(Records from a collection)
*** Begin section ***
//! Team removal with optional task reassignment.

use std::collections::HashMap;

use db::{
    DbErr, DbPool,
    models::{task::Task, task_type::TaskType, team::Team},
};
use sea_orm::TransactionTrait;
use thiserror::Error;

use super::{custom_fields::reshape_custom_data, workflow::Workflow};

#[derive(Debug, Error)]
pub enum TeamDeletionError {
    #[error(transparent)]
    Database(#[from] DbErr),
    #[error("Team not found")]
    TeamNotFound,
    #[error(
        "Team has {0} tasks. Provide reassign_tasks_to with a target team ID to move tasks before deletion"
    )]
    TasksRequireReassignment(u64),
    #[error("Target team for reassignment not found")]
    TargetNotFound,
    #[error("Cannot reassign tasks to the same team")]
    SameTeam,
    #[error("Target team has no task types to receive tasks")]
    TargetHasNoTaskTypes,
}

#[derive(Debug, Clone, PartialEq, Eq)]
pub struct TeamDeletion {
    pub team_name: String,
    pub reassigned: u64,
}

/// Picks the target type for each source type: same slug first, else the
/// target team's first type by name.
fn map_task_types(source: &[TaskType], target: &[TaskType]) -> HashMap<i64, usize> {
    source
        .iter()
        .map(|source_type| {
            let index = target
                .iter()
                .position(|candidate| candidate.slug == source_type.slug)
                .unwrap_or(0);
            (source_type.id, index)
        })
        .collect()
}

/// Deletes a team. Teams that still own tasks need `reassign_to`; the tasks
/// move over in the same transaction as the delete.
pub async fn delete_team(
    pool: &DbPool,
    team_id: i64,
    reassign_to: Option<i64>,
) -> Result<TeamDeletion, TeamDeletionError> {
    let tx = pool.begin().await?;

    let team = Team::find_by_id(&tx, team_id)
        .await?
        .ok_or(TeamDeletionError::TeamNotFound)?;
    let task_count = Task::count_by_team(&tx, team_id).await?;

    let mut reassigned = 0;
    if task_count > 0 {
        let target_id = reassign_to.ok_or(TeamDeletionError::TasksRequireReassignment(task_count))?;
        if target_id == team_id {
            return Err(TeamDeletionError::SameTeam);
        }
        let target = Team::find_by_id(&tx, target_id)
            .await?
            .ok_or(TeamDeletionError::TargetNotFound)?;
        let target_types = TaskType::find_by_team(&tx, target.id).await?;
        if target_types.is_empty() {
            return Err(TeamDeletionError::TargetHasNoTaskTypes);
        }
        let source_types = TaskType::find_by_team(&tx, team_id).await?;
        let type_map = map_task_types(&source_types, &target_types);

        for task in Task::find_by_team(&tx, team_id).await? {
            let index = type_map.get(&task.task_type_id).copied().unwrap_or(0);
            let new_type = &target_types[index];
            let status = Workflow::from_stored(&new_type.workflow).coerce_status(&task.status);
            let custom_data = reshape_custom_data(&new_type.fields, &task.custom_data);
            Task::retype(&tx, task.id, target.id, new_type.id, &status, custom_data).await?;
            reassigned += 1;
        }
        tracing::info!(team_id, target_id, reassigned, "Reassigned tasks before team deletion");
    }

    Team::delete(&tx, team_id).await?;
    tx.commit().await?;

    Ok(TeamDeletion {
        team_name: team.name,
        reassigned,
    })
}
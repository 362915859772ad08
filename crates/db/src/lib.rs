use std::time::Duration;

use db_migration::Migrator;
use sea_orm::{ConnectOptions, Database, DatabaseConnection};
use sea_orm_migration::MigratorTrait;

pub mod entities;
pub mod models;
mod retry;
pub mod types;

pub use retry::is_unique_violation;
pub use sea_orm::DbErr;

pub type DbPool = DatabaseConnection;

#[derive(Clone, Debug)]
pub struct DBService {
    pub pool: DbPool,
}

impl DBService {
    /// Connects to `database_url` and applies pending migrations.
    pub async fn new(database_url: &str) -> Result<DBService, DbErr> {
        let mut options = ConnectOptions::new(database_url.to_string());
        options
            .max_connections(if database_url.contains(":memory:") { 1 } else { 8 })
            .connect_timeout(Duration::from_secs(30))
            .sqlx_logging(false);
        let pool = Database::connect(options).await?;
        Migrator::up(&pool, None).await?;
        tracing::debug!("Database migrations applied");
        Ok(DBService { pool })
    }
}
// External Sort
//
// Multiway merge sort over relations larger than the buffer budget. Pass 0
// sorts B-1 pages at a time into runs; each merge pass combines up to B-1
// runs until one remains.

use std::cmp::Ordering;
use std::collections::BinaryHeap;
use std::sync::Arc;
use log::{debug, info};

use crate::catalog::Schema;
use crate::common::cursor::BacktrackingIterator;
use crate::query::executor::operators::Operator;
use crate::query::executor::result::{QueryError, QueryResult, Record};
use crate::storage::{RelationStore, TableRecordCursor};

/// Total order over records used by the sort
pub trait RecordComparator: Send + Sync {
    fn compare(&self, a: &Record, b: &Record) -> Ordering;
}

/// Orders records by the value of a single column
#[derive(Debug, Clone, Copy, PartialEq, Eq)]
pub struct ColumnComparator {
    column: usize,
    descending: bool,
}

impl ColumnComparator {
    pub fn ascending(column: usize) -> Self {
        Self { column, descending: false }
    }

    pub fn descending(column: usize) -> Self {
        Self { column, descending: true }
    }

    pub fn column(&self) -> usize {
        self.column
    }
}

impl RecordComparator for ColumnComparator {
    fn compare(&self, a: &Record, b: &Record) -> Ordering {
        let ord = a.get(self.column).cmp(&b.get(self.column));
        if self.descending { ord.reverse() } else { ord }
    }
}

/// A sorted temp relation produced by one sort pass
pub struct Run {
    store: Arc<dyn RelationStore>,
    table_name: String,
}

impl Run {
    fn create(store: &Arc<dyn RelationStore>, schema: &Schema) -> QueryResult<Self> {
        let table_name = store.create_temp_table(schema.clone())?;
        Ok(Run {
            store: Arc::clone(store),
            table_name,
        })
    }

    pub fn add_record(&self, record: Record) -> QueryResult<()> {
        self.store.insert_record(&self.table_name, record)
    }

    pub fn add_records(&self, records: Vec<Record>) -> QueryResult<()> {
        self.store.insert_records(&self.table_name, records)
    }

    pub fn cursor(&self) -> QueryResult<TableRecordCursor> {
        self.store.record_cursor(&self.table_name)
    }

    pub fn table_name(&self) -> &str {
        &self.table_name
    }

    fn discard(self) -> QueryResult<()> {
        self.store.drop_table(&self.table_name)
    }
}

/// Head record of one input run during a merge.
/// Ordered so that `BinaryHeap` pops the smallest record first, and the
/// earliest run among equal records.
struct MergeEntry<'a> {
    record: Record,
    run_idx: usize,
    comparator: &'a dyn RecordComparator,
}

impl Ord for MergeEntry<'_> {
    fn cmp(&self, other: &Self) -> Ordering {
        self.comparator
            .compare(&other.record, &self.record)
            .then_with(|| other.run_idx.cmp(&self.run_idx))
    }
}

impl PartialOrd for MergeEntry<'_> {
    fn partial_cmp(&self, other: &Self) -> Option<Ordering> {
        Some(self.cmp(other))
    }
}

impl PartialEq for MergeEntry<'_> {
    fn eq(&self, other: &Self) -> bool {
        self.cmp(other) == Ordering::Equal
    }
}

impl Eq for MergeEntry<'_> {}

/// External merge sort of one table
pub struct ExternalSort {
    store: Arc<dyn RelationStore>,
    table_name: String,
    schema: Schema,
    comparator: Arc<dyn RecordComparator>,
    num_buffers: usize,
}

impl ExternalSort {
    pub fn new(
        store: Arc<dyn RelationStore>,
        table_name: &str,
        comparator: Arc<dyn RecordComparator>,
    ) -> QueryResult<Self> {
        let schema = store.schema(table_name)?;
        let num_buffers = store.num_buffers();
        Ok(ExternalSort {
            store,
            table_name: table_name.to_string(),
            schema,
            comparator,
            num_buffers,
        })
    }

    /// Override the buffer budget taken from the store
    pub fn with_buffers(mut self, num_buffers: usize) -> QueryResult<Self> {
        if num_buffers == 0 {
            return Err(QueryError::InvalidOperation(
                "Sort needs at least one buffer".to_string(),
            ));
        }
        self.num_buffers = num_buffers;
        Ok(self)
    }

    pub fn schema(&self) -> &Schema {
        &self.schema
    }

    /// Pages sorted in memory per initial run
    fn pages_per_run(&self) -> usize {
        self.num_buffers.saturating_sub(1).max(1)
    }

    /// Runs combined per merge; at least two so every pass makes progress
    fn fan_in(&self) -> usize {
        self.num_buffers.saturating_sub(1).max(2)
    }

    /// Sort the table and return the name of the temp table holding the
    /// sorted records. The input table is left untouched.
    pub fn sort(&self) -> QueryResult<String> {
        let mut runs = self.create_initial_runs()?;
        let initial = runs.len();
        let mut passes = 0;

        while runs.len() > 1 {
            runs = self.merge_pass(runs)?;
            passes += 1;
        }

        let run = match runs.pop() {
            Some(run) => run,
            None => Run::create(&self.store, &self.schema)?,
        };
        info!(
            "sorted '{}' into '{}': {} initial runs, {} merge passes, B={}",
            self.table_name, run.table_name, initial, passes, self.num_buffers
        );
        Ok(run.table_name)
    }

    /// Pass 0: one sorted run per group of B-1 pages
    fn create_initial_runs(&self) -> QueryResult<Vec<Run>> {
        let mut pages = self.store.page_cursor(&self.table_name)?;
        let mut runs = Vec::new();
        while pages.has_next() {
            let block = self
                .store
                .block_cursor(&self.table_name, &mut pages, self.pages_per_run())?;
            runs.push(self.sort_records(block.collect())?);
        }
        debug!("'{}': {} initial runs", self.table_name, runs.len());
        Ok(runs)
    }

    /// Sort records in memory into a new run. The sort is stable.
    pub fn sort_records(&self, mut records: Vec<Record>) -> QueryResult<Run> {
        records.sort_by(|a, b| self.comparator.compare(a, b));
        let run = Run::create(&self.store, &self.schema)?;
        run.add_records(records)?;
        Ok(run)
    }

    /// Sorted copy of an existing run
    pub fn sort_run(&self, run: &Run) -> QueryResult<Run> {
        let mut cursor = run.cursor()?;
        let mut records = Vec::new();
        while let Some(record) = cursor.advance()? {
            records.push(record);
        }
        self.sort_records(records)
    }

    /// Merge sorted runs into one sorted run. Equal records keep the order of
    /// the runs they come from.
    pub fn merge_sorted_runs(&self, runs: &[Run]) -> QueryResult<Run> {
        let merged = Run::create(&self.store, &self.schema)?;
        let comparator = self.comparator.as_ref();

        let mut cursors = Vec::with_capacity(runs.len());
        let mut heap = BinaryHeap::with_capacity(runs.len());
        for (run_idx, run) in runs.iter().enumerate() {
            let mut cursor = run.cursor()?;
            if let Some(record) = cursor.advance()? {
                heap.push(MergeEntry { record, run_idx, comparator });
            }
            cursors.push(cursor);
        }

        while let Some(MergeEntry { record, run_idx, .. }) = heap.pop() {
            merged.add_record(record)?;
            if let Some(next) = cursors[run_idx].advance()? {
                heap.push(MergeEntry { record: next, run_idx, comparator });
            }
        }
        Ok(merged)
    }

    /// Merge groups of up to B-1 runs; the input runs are dropped
    pub fn merge_pass(&self, runs: Vec<Run>) -> QueryResult<Vec<Run>> {
        let fan_in = self.fan_in();
        let mut merged = Vec::with_capacity(runs.len().div_ceil(fan_in));
        let mut runs = runs.into_iter().peekable();

        while runs.peek().is_some() {
            let group: Vec<Run> = runs.by_ref().take(fan_in).collect();
            merged.push(self.merge_sorted_runs(&group)?);
            for run in group {
                run.discard()?;
            }
        }
        debug!("'{}': merge pass produced {} runs", self.table_name, merged.len());
        Ok(merged)
    }
}

/// Operator that externally sorts a table and streams the result
pub struct SortOperator {
    sort: ExternalSort,
    /// Temp table with the sorted records, set by init
    sorted_table: Option<String>,
    cursor: Option<TableRecordCursor>,
}

impl SortOperator {
    pub fn new(
        store: Arc<dyn RelationStore>,
        table_name: &str,
        comparator: Arc<dyn RecordComparator>,
    ) -> QueryResult<Self> {
        Ok(SortOperator {
            sort: ExternalSort::new(store, table_name, comparator)?,
            sorted_table: None,
            cursor: None,
        })
    }

    /// Sort by a named column
    pub fn by_column(
        store: Arc<dyn RelationStore>,
        table_name: &str,
        column: &str,
        descending: bool,
    ) -> QueryResult<Self> {
        let index = store.schema(table_name)?.qualified(table_name).column_index(column)?;
        let comparator = if descending {
            ColumnComparator::descending(index)
        } else {
            ColumnComparator::ascending(index)
        };
        Self::new(store, table_name, Arc::new(comparator))
    }

    fn drop_sorted(&mut self) -> QueryResult<()> {
        self.cursor = None;
        if let Some(table) = self.sorted_table.take() {
            self.sort.store.drop_table(&table)?;
        }
        Ok(())
    }
}

impl Operator for SortOperator {
    fn init(&mut self) -> QueryResult<()> {
        self.drop_sorted()?;
        let table = self.sort.sort()?;
        self.cursor = Some(self.sort.store.record_cursor(&table)?);
        self.sorted_table = Some(table);
        Ok(())
    }

    fn next(&mut self) -> QueryResult<Option<Record>> {
        if self.cursor.is_none() {
            self.init()?;
        }
        match self.cursor.as_mut() {
            Some(cursor) => cursor.advance(),
            None => Ok(None),
        }
    }

    fn close(&mut self) -> QueryResult<()> {
        self.drop_sorted()
    }

    fn schema(&self) -> &Schema {
        self.sort.schema()
    }
}
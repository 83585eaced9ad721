// BayunDB Transaction Management Module
//
// Two-phase locking over a table/page resource hierarchy.

pub mod concurrency;

// Public exports
pub use concurrency::{
    LockError, LockManager, LockOutcome, LockType, Resource, Transaction, TransactionManager,
    TransactionStatus,
};
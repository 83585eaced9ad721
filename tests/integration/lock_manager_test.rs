use std::sync::Arc;
use std::time::Duration;
use anyhow::Result;

use bayundb_core::transaction::{
    LockError, LockManager, LockOutcome, LockType, Resource, TransactionManager, TransactionStatus,
};

fn setup() -> (TransactionManager, Arc<LockManager>) {
    let lm = Arc::new(LockManager::new());
    (TransactionManager::new(Arc::clone(&lm)), lm)
}

fn assert_single_x(lm: &LockManager, resource: &Resource) {
    let owners = lm.owners(resource);
    let exclusive = owners.iter().filter(|r| r.lock_type == LockType::X).count();
    assert!(exclusive <= 1, "{} X owners on {}", exclusive, resource);
    if exclusive == 1 {
        assert_eq!(owners.len(), 1, "X shared on {}: {:?}", resource, owners);
    }
}

#[test]
fn test_page_lock_needs_table_intent() -> Result<()> {
    let (tm, lm) = setup();
    let table = Resource::table("T");
    let page = Resource::page("T", 0);

    let a = tm.begin();
    assert_eq!(lm.acquire(&a, &table, LockType::IS)?, LockOutcome::Granted);
    assert_eq!(lm.acquire(&a, &page, LockType::S)?, LockOutcome::Granted);

    let b = tm.begin();
    let err = lm.acquire(&b, &page, LockType::S).unwrap_err();
    assert!(matches!(err, LockError::MissingIntentLock { .. }));
    assert!(err.is_invalid_request());
    assert!(lm.owners(&page).iter().all(|r| r.txn_id == a.id()));
    Ok(())
}

#[test]
fn test_exclusive_page_needs_ix() -> Result<()> {
    let (tm, lm) = setup();
    let a = tm.begin();
    lm.acquire(&a, &Resource::table("T"), LockType::IS)?;
    assert!(matches!(
        lm.acquire(&a, &Resource::page("T", 2), LockType::X),
        Err(LockError::MissingIntentLock { .. })
    ));

    let b = tm.begin();
    lm.acquire(&b, &Resource::table("T"), LockType::IX)?;
    assert_eq!(lm.acquire(&b, &Resource::page("T", 2), LockType::X)?, LockOutcome::Granted);
    assert!(lm.holds(&b, &Resource::page("T", 2), LockType::X));
    Ok(())
}

#[test]
fn test_sole_shared_owner_upgrades_in_place() -> Result<()> {
    let (tm, lm) = setup();
    let r = Resource::table("R");
    let a = tm.begin();

    lm.acquire(&a, &r, LockType::S)?;
    assert_eq!(lm.acquire(&a, &r, LockType::X)?, LockOutcome::Upgraded);

    let owners = lm.owners(&r);
    assert_eq!(owners.len(), 1);
    assert_eq!((owners[0].txn_id, owners[0].lock_type), (a.id(), LockType::X));
    assert!(lm.waiters(&r).is_empty());
    assert_eq!(a.status(), TransactionStatus::Running);
    Ok(())
}

#[test]
fn test_queued_shared_request_granted_on_release() -> Result<()> {
    let (tm, lm) = setup();
    let r = Resource::table("R");
    let a = tm.begin();
    let b = tm.begin();

    lm.acquire(&a, &r, LockType::X)?;
    assert_eq!(lm.acquire(&b, &r, LockType::S)?, LockOutcome::Queued);
    assert!(b.is_waiting());
    assert!(!lm.holds(&b, &r, LockType::S));

    let woken = lm.release(&a, &r)?;
    assert_eq!(woken, vec![b.id()]);
    assert_eq!(b.status(), TransactionStatus::Running);
    assert!(lm.holds(&b, &r, LockType::S));
    assert!(lm.waiters(&r).is_empty());
    Ok(())
}

#[test]
fn test_fifo_grants_stop_at_exclusive() -> Result<()> {
    let (tm, lm) = setup();
    let r = Resource::table("R");
    let owner = tm.begin();
    let s1 = tm.begin();
    let s2 = tm.begin();
    let x = tm.begin();
    let s3 = tm.begin();

    lm.acquire(&owner, &r, LockType::X)?;
    for (txn, lock_type) in [(&s1, LockType::S), (&s2, LockType::S), (&x, LockType::X), (&s3, LockType::S)] {
        assert_eq!(lm.acquire(txn, &r, lock_type)?, LockOutcome::Queued);
    }

    // Both leading S requests are granted; X blocks behind them and so does
    // the S queued after it
    assert_eq!(lm.release(&owner, &r)?, vec![s1.id(), s2.id()]);
    assert_single_x(&lm, &r);
    assert!(x.is_waiting() && s3.is_waiting());

    assert!(lm.release(&s1, &r)?.is_empty());
    assert_eq!(lm.release(&s2, &r)?, vec![x.id()]);
    assert_single_x(&lm, &r);
    assert!(s3.is_waiting());

    assert_eq!(lm.release(&x, &r)?, vec![s3.id()]);
    assert_eq!(lm.owners(&r).len(), 1);
    Ok(())
}

#[test]
fn test_compatible_request_granted_despite_queue() -> Result<()> {
    let (tm, lm) = setup();
    let r = Resource::table("R");
    let a = tm.begin();
    let b = tm.begin();
    let c = tm.begin();

    lm.acquire(&a, &r, LockType::S)?;
    assert_eq!(lm.acquire(&b, &r, LockType::X)?, LockOutcome::Queued);
    // Checked against the owners only, so it does not wait behind b
    assert_eq!(lm.acquire(&c, &r, LockType::IS)?, LockOutcome::Granted);

    // c still owns R, so b keeps waiting
    assert!(lm.release(&a, &r)?.is_empty());
    assert!(b.is_waiting());

    // Only the queued X is woken once the last owner leaves
    assert_eq!(lm.release(&c, &r)?, vec![b.id()]);
    assert_single_x(&lm, &r);
    assert!(lm.holds(&b, &r, LockType::X));
    Ok(())
}

#[test]
fn test_queue_waits_until_owners_gone() -> Result<()> {
    let (tm, lm) = setup();
    let r = Resource::table("R");
    let a = tm.begin();
    let b = tm.begin();
    let c = tm.begin();

    lm.acquire(&a, &r, LockType::S)?;
    lm.acquire(&b, &r, LockType::IS)?;
    assert_eq!(lm.acquire(&c, &r, LockType::IX)?, LockOutcome::Queued);

    assert!(lm.release(&a, &r)?.is_empty());
    assert_eq!(c.status(), TransactionStatus::Waiting);
    assert!(!lm.holds(&c, &r, LockType::IX));

    assert_eq!(lm.release(&b, &r)?, vec![c.id()]);
    assert_eq!(c.status(), TransactionStatus::Running);
    Ok(())
}

#[test]
fn test_protocol_violations() -> Result<()> {
    let (tm, lm) = setup();
    let t = Resource::table("T");
    let page = Resource::page("T", 1);
    let a = tm.begin();

    lm.acquire(&a, &t, LockType::IX)?;
    assert!(matches!(lm.acquire(&a, &t, LockType::IX), Err(LockError::AlreadyHeld { .. })));
    assert!(matches!(lm.acquire(&a, &t, LockType::IS), Err(LockError::IllegalDowngrade { .. })));
    assert!(matches!(lm.acquire(&a, &page, LockType::IS), Err(LockError::IntentLockOnPage { .. })));

    lm.acquire(&a, &page, LockType::X)?;
    assert!(matches!(lm.release(&a, &t), Err(LockError::PageLocksOutstanding { .. })));

    let b = tm.begin();
    assert!(matches!(lm.release(&b, &t), Err(LockError::NotHeld { .. })));
    assert!(matches!(lm.release(&b, &Resource::table("U")), Err(LockError::NoOwners(_))));

    lm.release(&a, &page)?;
    lm.release(&a, &t)?;
    assert_eq!(lm.tracked_resources(), 0);
    Ok(())
}

#[test]
fn test_waiting_transaction_is_blocked() -> Result<()> {
    let (tm, lm) = setup();
    let r = Resource::table("R");
    let a = tm.begin();
    let b = tm.begin();

    lm.acquire(&a, &r, LockType::X)?;
    lm.acquire(&b, &r, LockType::X)?;
    assert!(matches!(
        lm.acquire(&b, &Resource::table("Other"), LockType::S),
        Err(LockError::TransactionBlocked(_))
    ));
    assert_eq!(lm.tracked_resources(), 1);
    Ok(())
}

#[test]
fn test_blocking_acquire_across_threads() -> Result<()> {
    let (tm, lm) = setup();
    let r = Resource::table("R");
    let writer = tm.begin();
    let reader = tm.begin();
    lm.acquire(&writer, &r, LockType::X)?;

    crossbeam::scope(|s| {
        let handle = s.spawn(|_| lm.acquire_blocking(&reader, &r, LockType::S));

        // Give the reader time to queue
        while !reader.is_waiting() {
            std::thread::yield_now();
        }
        assert_eq!(lm.waiters(&r).len(), 1);
        lm.release(&writer, &r).unwrap();

        assert_eq!(handle.join().unwrap().unwrap(), LockOutcome::Queued);
    })
    .unwrap();

    assert!(lm.holds(&reader, &r, LockType::S));
    assert!(reader.wait_timeout(Duration::from_millis(10)));
    Ok(())
}

#[test]
fn test_concurrent_writers_exclusive() -> Result<()> {
    let (tm, lm) = setup();
    let r = Resource::table("counter");
    let txns: Vec<_> = (0..8).map(|_| tm.begin()).collect();
    let inside = std::sync::atomic::AtomicUsize::new(0);

    crossbeam::scope(|s| {
        for txn in &txns {
            let lm = &lm;
            let r = &r;
            let inside = &inside;
            s.spawn(move |_| {
                lm.acquire_blocking(txn, r, LockType::X).unwrap();
                let before = inside.fetch_add(1, std::sync::atomic::Ordering::SeqCst);
                assert_eq!(before, 0, "two writers inside");
                assert_single_x(lm, r);
                std::thread::sleep(Duration::from_millis(1));
                inside.fetch_sub(1, std::sync::atomic::Ordering::SeqCst);
                lm.release(txn, r).unwrap();
            });
        }
    })
    .unwrap();

    assert_eq!(lm.tracked_resources(), 0);
    Ok(())
}
// BayunDB Query Processing Module
//
// This module contains the join and sort operators and the values they
// produce.

pub mod executor;

// Export key public interfaces
pub use executor::result::{QueryError, QueryResult};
*** End section ***
• [YOUR ASSIGNMENT]: Could you reproduce exactly the lines of the entries above, from the one with "assert!(reader.wait_timeout(Duration::from_millis(10)));" through the one with "let inside = std::sync::atomic::AtomicUsize::new(0);", and nothing else?

• [WRITTEN RESPONSE]:
    assert!(reader.wait_timeout(Duration::from_millis(10)));
    Ok(())
}

#[test]
fn test_concurrent_writers_exclusive() -> Result<()> {
    let (tm, lm) = setup();
    let r = Resource::table("counter");
    let txns: Vec<_> = (0..8).map(|_| tm.begin()).collect();
    let inside = std::sync::atomic::AtomicUsize::new(0);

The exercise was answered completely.